O Código de Defesa do Consumidor (CDC) estabelece, no artigo
6º, “que é direito básico do consumidor a proteção à vida, à saúde e à segurança
contra riscos provocados por práticas no fornecimento de produtos e serviços”. O
tema também é tratado nos artigos 14º a 16º como fato do produto ou serviço.

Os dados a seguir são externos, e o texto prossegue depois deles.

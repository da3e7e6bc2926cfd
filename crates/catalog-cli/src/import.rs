//! Spreadsheet import: CSV rows are folded into per-SKU records and synced
//! through the batch upsert.

use std::path::Path;

use anyhow::Context;
use catalog_core::{reconcile_rows, Reconciled, SheetRow};

/// Read a CSV export into header/cell rows.
///
/// Rows shorter than the header row get blank cells for the missing columns.
///
/// # Errors
///
/// Returns an error if the delimiter is not ASCII or the file cannot be read
/// or parsed.
pub(crate) fn read_sheet(path: &Path, delimiter: char) -> anyhow::Result<Vec<SheetRow>> {
    anyhow::ensure!(
        delimiter.is_ascii(),
        "delimiter must be a single ASCII character, got '{delimiter}'"
    );
    let delimiter = u8::try_from(delimiter).context("delimiter must fit in one byte")?;
    let mut reader = csv::ReaderBuilder::new()
        .delimiter(delimiter)
        .flexible(true)
        .from_path(path)
        .with_context(|| format!("failed to open {}", path.display()))?;

    let headers = reader
        .headers()
        .with_context(|| format!("failed to read headers from {}", path.display()))?
        .clone();

    let mut rows = Vec::new();
    for (i, record) in reader.records().enumerate() {
        let record = record.with_context(|| format!("failed to parse row {}", i + 2))?;
        let pairs = headers
            .iter()
            .enumerate()
            .map(|(col, header)| (header, record.get(col).unwrap_or("")));
        rows.push(SheetRow::from_pairs(pairs));
    }
    Ok(rows)
}

/// Fold rows and log every skipped row.
pub(crate) fn reconcile(rows: Vec<SheetRow>) -> Reconciled {
    let row_count = rows.len();
    let reconciled = reconcile_rows(rows);
    for warning in &reconciled.warnings {
        tracing::warn!(%warning, "spreadsheet row skipped");
    }
    tracing::info!(
        rows = row_count,
        records = reconciled.records.len(),
        skipped = reconciled.warnings.len(),
        "spreadsheet reconciled"
    );
    reconciled
}

/// Print the records an import would send, without touching the database.
///
/// # Errors
///
/// Returns an error if the records cannot be serialized.
pub(crate) fn print_dry_run(reconciled: &Reconciled) -> anyhow::Result<()> {
    println!(
        "dry-run: would sync {} product(s), {} row(s) skipped",
        reconciled.records.len(),
        reconciled.warnings.len()
    );
    println!("{}", serde_json::to_string_pretty(&reconciled.records)?);
    Ok(())
}

/// Upsert the reconciled records and print the batch counts.
///
/// # Errors
///
/// Returns an error if the store becomes unavailable mid-batch. Per-record
/// failures are reported in the printed summary instead.
pub(crate) async fn run_import(pool: &sqlx::PgPool, reconciled: &Reconciled) -> anyhow::Result<()> {
    let records: Vec<_> = reconciled
        .records
        .iter()
        .cloned()
        .map(catalog_core::ProductRecord::with_aggregated_stock)
        .collect();

    let result = catalog_db::upsert_by_sku(pool, &records).await?;
    for failure in &result.failed {
        eprintln!(
            "error: {}: {}",
            failure.sku.as_deref().unwrap_or("(no sku)"),
            failure.reason
        );
    }
    println!("{}", serde_json::to_string_pretty(&result)?);
    Ok(())
}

— O conceito de acidente de consumo deve ser analisado de forma ampla,
pois estamos inseridos em uma sociedade de consumo em massa, e, no caso do
Brasil, com o crescimento acelerado de nossa economia, temos uma nova camada
social, que tem acesso a mais bens e serviços, o que acarreta uma maior
possibilidade de acidentes ocorrerem — ressalta Mallet.
Entre os
diversos casos atendidos pela associação estão o de uma consumidora que, em
2001, quando era menor de idade, sofreu um grave acidente em um parque aquático
ao utilizar um dos brinquedos. O parque foi condenado a indenizar a vítima por
dano moral, estético e material, pois ficou provada falha na prestação do
serviço.
Segundo o Inmetro, nem sempre os produtos e serviços colocados
no mercado de consumo oferecem a segurança deles esperada. Assim, quedas
provocadas por um piso escorregadio, choques ocasionados por produtos elétricos,
cortes devido à abertura de embalagens, ingestão de alimentos contaminados,
cortes ou lesões provocados por produtos infantis com rebarbas são, dentre
outros, alguns dos exemplos de acidentes de consumo.
— Outro exemplo foi
o caso ocorrido com duas consumidoras que compraram em um supermercado um bolo
de aniversário, fabricado pelo próprio estabelecimento. Depois que serviram aos
convidados, perceberam que ele estava estragado. Elas precisaram de atendimento
hospitalar. O supermercado foi condenado a indenizar cada uma em R$ 5 mil, por
ter comercializado produto impróprio para consumo, que causou dano físico, além
de constrangimento — diz Mallet.
‘Não se deixe levar pelo menor preço’
O presidente da Apadic lembra que o consumidor deve estar sempre atento,
seja na hora de comprar um produto ou contratar um serviço. Ao adquirir um
produto, o consumidor deve buscar as informações básicas quanto a sua utilização
e para qual fim se destina, procurando sempre verificar, quando for o caso, se a
mercadoria tem certificação pelos órgãos responsáveis.
— E nunca se
deixar levar pelo menor preço — destaca o advogado.